HONG KONG – China's State Medical Insurance Administration has added 17 cancer drugs to the National Reimbursement Drug List (NRDL) covered by its national basic health insurance, work-related injury insurance and maternity insurance this week, slashing their prices as much as 74 percent. (See drug list, below.)

The move aims to render necessary drugs for fatal diseases affordable for most people in the country, as China is known for unreasonably high prices of cancer drugs. The administration's notice said the 17 drugs will be eligible until the end of November 2020.

"The expansion of the list will go some way to addressing the very real perception that China is a market of unaffordable cancer medication, so this development should be welcomed," Tim Gamble, head of pharma consulting at Economist Intelligence Unit Healthcare, told BioWorld. "The government is also urging physicians to prioritize the prescription of products on the list."

Among the approved 17 drugs, 11 entered the China market in 2017 or 2018. Fifteen are imported drugs, while the other two are Jiangsu Hengrui Medicine Co. Ltd.'s biosimilar pegaspargase (Oncaspar) targeting acute lymphoblastic leukemia (ALL), and Jiangsu Chia-Tai Tianqing Pharmaceutical Co. Ltd.'s anlotinib hydrochloride capsules targeting non-small-cell lung cancer. Hengrui's 5-ml and 2-ml injections of pegaspargase are priced at ¥2,980 (US$433) and ¥1,478 (US$215). Chia-Tai Tianqing's 12-mg anlotinib hydrochloride capsules are priced at ¥487 (US$71).

Novartis AG's 30-ml octreotide microsphere injection has the highest unit price of all the newly added drugs with a ¥7,911 (US$1,149) price tag.

The prices of those drugs were down by 27 percent to 74 percent – 56.7 percent on average – after the government went through rounds of discussions with the drug companies. The drug procurement departments in different provinces are required to list the products online on their centralized procurement platform. The regulators urge related departments to start following the new payment standards before the end of November.

Currently, China's basic medical insurance covers 1.35 billion people, accounting for 95 percent of the nation's population. The authorities scrapped the import tariffs on 103 of 138 cancer drugs available in May this year, as well as reducing the value-added tax levied on them. Out of the 103 drugs, 82 have been included in the national medical insurance system, according to the National Health Commission.

Before the drugs were approved, the public medical insurance covered mainly basic health care, leading to heavy financial burdens on families of cancer patients. China's box-office hit film "Dying to Survive" in July, depicting a leukemia patient smuggling cancer drugs from India for treatment, was said to reflect the plight in reality.

Not enough

Gamble said China emerges as one of the countries with the least affordable prices in the world.

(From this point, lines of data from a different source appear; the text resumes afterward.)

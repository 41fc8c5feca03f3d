//! HTTP endpoint receiving Telegram webhook POSTs.

use std::sync::Arc;

use axum::{
    body::Bytes,
    extract::State,
    http::{header, Method, StatusCode},
    response::IntoResponse,
    routing::post,
    Json, Router,
};
use serde_json::{json, Value};
use tracing::{debug, error, info};

use chainpal_core::dispatcher::Dispatcher;

use crate::wire;

pub fn webhook_router(path: &str, dispatcher: Arc<Dispatcher>) -> Router {
    Router::new()
        .route(path, post(receive_update).fallback(method_not_allowed))
        .with_state(dispatcher)
}

pub async fn serve_webhook(
    bind_addr: &str,
    path: &str,
    dispatcher: Arc<Dispatcher>,
) -> anyhow::Result<()> {
    let listener = tokio::net::TcpListener::bind(bind_addr).await?;
    info!(addr = %listener.local_addr()?, %path, "webhook listening");
    axum::serve(listener, webhook_router(path, dispatcher)).await?;
    Ok(())
}

fn ok() -> (StatusCode, Json<Value>) {
    (StatusCode::OK, Json(json!({ "message": "OK" })))
}

// Telegram redelivers on non-2xx, so anything we cannot act on is acknowledged.
async fn receive_update(
    State(dispatcher): State<Arc<Dispatcher>>,
    body: Bytes,
) -> (StatusCode, Json<Value>) {
    let update = match serde_json::from_slice::<wire::Update>(&body) {
        Ok(u) => u,
        Err(e) => {
            debug!(error = %e, "ignoring undecodable update");
            return ok();
        }
    };
    let Some(incoming) = update.into_incoming() else {
        debug!("ignoring update without text or callback");
        return ok();
    };

    match dispatcher.handle(incoming).await {
        Ok(()) => ok(),
        Err(e) => {
            error!(error = %e, "update handling failed");
            (
                StatusCode::INTERNAL_SERVER_ERROR,
                Json(json!({ "message": "Internal Server Error" })),
            )
        }
    }
}

async fn method_not_allowed(method: Method) -> impl IntoResponse {
    (
        StatusCode::METHOD_NOT_ALLOWED,
        [(header::ALLOW, "POST")],
        format!("Method {method} Not Allowed"),
    )
}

"In 2017, the cost of a week's dosage of the generic version of a targeted therapy for lung cancer, gefitinib, exceeds $1,470," he said. "This is almost twice the average person's monthly disposable income in the country's richest provinces – Shanghai and Beijing."

Chinese biopharma Beigene Ltd. saw its Vidaza (azacitidine for injection) added to the list this time around. The drug was approved in China for treating intermediate-2/high-risk myelodysplastic syndrome (MDS), acute myeloid leukemia (AML) with 20 to 30 percent bone marrow blasts and chronic myelomonocyte leukemia (CMML).

"Vidaza became commercially available in China in February and is the only approved hypomethylating agent shown to prolong survival for patients with MDS. With this national reimbursement coverage, we expect more patients to have an opportunity to benefit from Vidaza in China," Xiaobin Wu, general manager of China and president of Beigene, told BioWorld.

Beigene said the negotiated price in China is ¥14,770 (US$2,132) for each treatment cycle of four weeks, after a price cut of 60 percent.

The company has recently filed NDAs in China for two cancer drugs: tislelizumab, a monoclonal antibody targeting solid tumors and hematologic cancers, and zanubrutinib, a molecule inhibitor of BTK for treating various lymphomas. Beigene expects to file an NDA in the U.S. for zanubrutinib in Waldenstrom macroglobulinemia, a type of non-Hodgkin lymphoma, in the first half of 2019.

Despite that 17 drugs were added on the reimbursement list, Gamble said it's not enough to solve the nation's issue of high medical bills.

"With the three public insurance schemes and shallow drug coverage, a significant proportion of drug expenditure remains out of pocket. Provinces are allowed to independently create supplement lists, so there is often a regional dimension to access," he said. "I don't think admission [of the 17 cancer drugs] to the reimbursement list automatically resolves access issues."